**Saved entries:**
use super::*;
use crate::state::test_helpers::{ScriptedBackend, store_with};

fn filled(secret: &str) -> RegisterForm {
    RegisterForm {
        name: "Jo".into(),
        email: "jo@x.com".into(),
        secret: secret.into(),
        role: Some(Role::Farmer),
        organization: String::new(),
    }
}

// =============================================================
// password strength
// =============================================================

#[test]
fn strength_scores_each_requirement() {
    assert_eq!(password_strength(""), 0);
    assert_eq!(password_strength("abc"), 25);
    assert_eq!(password_strength("abcDEF"), 50);
    assert_eq!(password_strength("abcdefgH"), 75);
    assert_eq!(password_strength("abcdefG1"), 100);
    assert_eq!(password_strength("ABCDEFGH!"), 75);
}

#[test]
fn strength_bands() {
    assert_eq!(Strength::from_score(0), Strength::Weak);
    assert_eq!(Strength::from_score(25), Strength::Weak);
    assert_eq!(Strength::from_score(50), Strength::Fair);
    assert_eq!(Strength::from_score(75), Strength::Strong);
    assert_eq!(Strength::from_score(100), Strength::Strong);
}

#[test]
fn requirements_checklist() {
    let met: Vec<bool> = password_requirements("short1").iter().map(|r| r.met).collect();
    assert_eq!(met, vec![false, true, false, true]);
}

// =============================================================
// RegisterForm
// =============================================================

#[test]
fn form_valid_needs_every_field_and_strength() {
    assert!(filled("Passw0rd!").is_valid());
    assert!(!filled("weak").is_valid());
    assert!(!RegisterForm { role: None, ..filled("Passw0rd!") }.is_valid());
    assert!(!RegisterForm { name: " ".into(), ..filled("Passw0rd!") }.is_valid());
}

#[test]
fn cannot_submit_while_busy() {
    assert!(!filled("Passw0rd!").can_submit(&SessionState::starting()));
    assert!(filled("Passw0rd!").can_submit(&SessionState::default()));
}

#[test]
fn empty_organization_becomes_none() {
    let registration = filled("Passw0rd!").to_registration().unwrap();
    assert_eq!(registration.organization, None);

    let with_org = RegisterForm { organization: " Co-op ".into(), ..filled("Passw0rd!") };
    assert_eq!(with_org.to_registration().unwrap().organization.as_deref(), Some("Co-op"));
}

#[test]
fn missing_role_is_validation_error() {
    let err = RegisterForm { role: None, ..filled("Passw0rd!") }.to_registration().unwrap_err();
    assert!(matches!(err, AuthError::Validation { field: "role", .. }));
}

#[tokio::test]
async fn weak_secret_rejected_before_store() {
    let (store, backend, _) = store_with(ScriptedBackend::default());

    let result = filled("weak").submit(&store).await;

    assert!(matches!(result, Err(AuthError::Validation { field: "secret", .. })));
    assert_eq!(submit_toast(&result).title, "Password too weak");
    assert!(backend.calls().is_empty());
}

#[tokio::test]
async fn submit_registers_and_goes_to_dashboard() {
    let (store, _, _) = store_with(ScriptedBackend::default());

    let result = filled("Passw0rd!").submit(&store).await;

    assert_eq!(result, Ok("/dashboard"));
    assert!(!submit_toast(&result).is_error());
    let identity = store.snapshot().identity.unwrap();
    assert_eq!(identity.name, "Jo");
    assert_eq!(identity.role, Role::Farmer);
}

#[tokio::test]
async fn backend_failure_toast() {
    let (store, _, _) = store_with(ScriptedBackend::failing(AuthError::NetworkUnavailable("down".into())));
    let result = filled("Passw0rd!").submit(&store).await;
    assert_eq!(submit_toast(&result).title, "Registration failed");
}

**Exercise brief:** Nothing may change. Retype all of the entries.

**Answer for this exercise:**
use super::*;
use crate::state::test_helpers::{ScriptedBackend, store_with};

fn filled(secret: &str) -> RegisterForm {
    RegisterForm {
        name: "Jo".into(),
        email: "jo@x.com".into(),
        secret: secret.into(),
        role: Some(Role::Farmer),
        organization: String::new(),
    }
}

// =============================================================
// password strength
// =============================================================

#[test]
fn strength_scores_each_requirement() {
    assert_eq!(password_strength(""), 0);
    assert_eq!(password_strength("abc"), 25);
    assert_eq!(password_strength("abcDEF"), 50);
    assert_eq!(password_strength("abcdefgH"), 75);
    assert_eq!(password_strength("abcdefG1"), 100);
    assert_eq!(password_strength("ABCDEFGH!"), 75);
}

#[test]
fn strength_bands() {
    assert_eq!(Strength::from_score(0), Strength::Weak);
    assert_eq!(Strength::from_score(25), Strength::Weak);
    assert_eq!(Strength::from_score(50), Strength::Fair);
    assert_eq!(Strength::from_score(75), Strength::Strong);
    assert_eq!(Strength::from_score(100), Strength::Strong);
}

#[test]
fn requirements_checklist() {
    let met: Vec<bool> = password_requirements("short1").iter().map(|r| r.met).collect();
    assert_eq!(met, vec![false, true, false, true]);
}

// =============================================================
// RegisterForm
// =============================================================

#[test]
fn form_valid_needs_every_field_and_strength() {
    assert!(filled("Passw0rd!").is_valid());
    assert!(!filled("weak").is_valid());
    assert!(!RegisterForm { role: None, ..filled("Passw0rd!") }.is_valid());
    assert!(!RegisterForm { name: " ".into(), ..filled("Passw0rd!") }.is_valid());
}

#[test]
fn cannot_submit_while_busy() {
    assert!(!filled("Passw0rd!").can_submit(&SessionState::starting()));
    assert!(filled("Passw0rd!").can_submit(&SessionState::default()));
}

#[test]
fn empty_organization_becomes_none() {
    let registration = filled("Passw0rd!").to_registration().unwrap();
    assert_eq!(registration.organization, None);

    let with_org = RegisterForm { organization: " Co-op ".into(), ..filled("Passw0rd!") };
    assert_eq!(with_org.to_registration().unwrap().organization.as_deref(), Some("Co-op"));
}

#[test]
fn missing_role_is_validation_error() {
    let err = RegisterForm { role: None, ..filled("Passw0rd!") }.to_registration().unwrap_err();
    assert!(matches!(err, AuthError::Validation { field: "role", .. }));
}

#[tokio::test]
async fn weak_secret_rejected_before_store() {
    let (store, backend, _) = store_with(ScriptedBackend::default());

    let result = filled("weak").submit(&store).await;

    assert!(matches!(result, Err(AuthError::Validation { field: "secret", .. })));
    assert_eq!(submit_toast(&result).title, "Password too weak");
    assert!(backend.calls().is_empty());
}

#[tokio::test]
async fn submit_registers_and_goes_to_dashboard() {
    let (store, _, _) = store_with(ScriptedBackend::default());

    let result = filled("Passw0rd!").submit(&store).await;

    assert_eq!(result, Ok("/dashboard"));
    assert!(!submit_toast(&result).is_error());
    let identity = store.snapshot().identity.unwrap();
    assert_eq!(identity.name, "Jo");
    assert_eq!(identity.role, Role::Farmer);
}

#[tokio::test]
async fn backend_failure_toast() {
    let (store, _, _) = store_with(ScriptedBackend::failing(AuthError::NetworkUnavailable("down".into())));
    let result = filled("Passw0rd!").submit(&store).await;
    assert_eq!(submit_toast(&result).title, "Registration failed");
}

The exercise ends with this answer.